AN: It’s definitely an interesting and trying time for music in India. While there is a lot more money in music now, I would say that the level of competition has definitely increased as well. A lot of the Indian music industry depends on the film and television industries. The budgets are now bigger, and with the advent of Netflix, Amazon Prime and other streaming services producing their own content there’s a huge demand for composers, sound designers, and music directors. Between movies, web content, and advertisements, you need to be able to cover pretty much every genre there is out there. There’s a fairly big demand for competent and professional musicians who can deliver. The independent music scene is also evolving, but has its work cut out for it to thrive. When I was growing up, I felt that the music scene was constantly trying to catch up with the international scene. Now, it’s on the same timeline. What is problematic is policy and the lack of venues in the big cities. The other thing I’ve seen decline is band culture: most new acts tend to be solo acts or projects and collaborations. India had a really healthy rock and metal scene; this is—in my opinion—definitely no longer the case. It is definitely a trying time, particularly for live music in the non-mainstream. On the other hand there are avenues in the electronic music scene, which are a lot more accepting of different sub-genres than one would imagine. On a more positive note, the state government has just allowed 24/7 operation of restaurants, clubs, and venues within designated areas in Bombay. Even though alcohol may only be served till 1:30 a.m., this is a much-needed shot in the arm for local music and a baby step towards an open nightlife. [As] much as we deride the commercialization of the music scene, the evidence that the scene rises and falls with the availability of venues is hard to argue with – that’s been the case for fifty odd years. I read something about Thom Yorke saying that musicians are no longer just competing with other musicians, but they’re competing with food delivery apps and Netflix. As a musician, the onus of getting people out of their homes is completely on you.
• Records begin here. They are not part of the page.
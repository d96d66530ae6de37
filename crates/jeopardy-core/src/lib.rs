//! Game-state store for Pixel Jeopardy.
//!
//! Owns the authoritative board, scores, and opened cells; validates every
//! edit; saves a snapshot after each change; and tells listeners what
//! happened so the view can redraw and the audio layer can beep.
//!
//! # Modules
//!
//! - [`store`] -- [`GameStore`], the single owner of game state
//! - [`config`] -- Configuration loading from `jeopardy-config.yaml`
//! - [`storage`] -- [`KeyValueStore`] trait with in-memory and file backends
//! - [`persist`] -- Snapshot envelope and tolerant field-by-field restore
//! - [`readiness`] -- Board completeness checks
//! - [`listener`] -- [`GameListener`] hook for views and audio
//! - [`sample`] -- Built-in demo board
//! - [`error`] -- [`GameError`] and its [`ErrorKind`]
//!
//! [`GameStore`]: store::GameStore
//! [`KeyValueStore`]: storage::KeyValueStore
//! [`GameListener`]: listener::GameListener
//! [`GameError`]: error::GameError
//! [`ErrorKind`]: error::ErrorKind

pub mod config;
pub mod error;
pub mod listener;
pub mod persist;
pub mod readiness;
pub mod sample;
pub mod storage;
pub mod store;

// Re-export primary types for convenience.
pub use config::JeopardyConfig;
pub use error::{ErrorKind, GameError};
pub use listener::{CueLogger, GameListener, NoOpListener};
pub use persist::Snapshot;
pub use readiness::{MissingQuestion, Readiness};
pub use storage::{FileStorage, KeyValueStore, MemoryStorage, StorageError};
pub use store::{GameStore, RevealedCell, StoreOptions};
EW: There’s just so much entertainment available now, at any time of the day, no matter where you are. It’s hard to blame people for not wanting to leave their houses. It's too bad though, because your sense of community totally suffers, and you miss out on some of the unpredictable moments in life—seeing or hearing a piece of art that moves you or challenges the way you think about something. Did you ever play in bands?
AN: No, I'm a terrible musician. I was a huge Dream Theater nerd. For two years that's all I listened to. I got so anal retentive about music and I was just focusing on speed. I was having difficulties playing in time and staying in key. I had no chops. I never played in bands, though I did audition for a couple on bass. I just showed up there with my bass and a bunch of effects pedals. This friend of mine, who's a very successful commercial singer said, "Do you know how to play? Have you ever played bass in your life?" I said, "No, but I have a crazy sound," and he said, "I agree with you on that!" He said, "You're a cool guy. I'm kicking you out of the band, but let's hang out."
EW: Do you think your self-described/characterized lack of musicianship has had an effect on how you approach design for your pedals and modules?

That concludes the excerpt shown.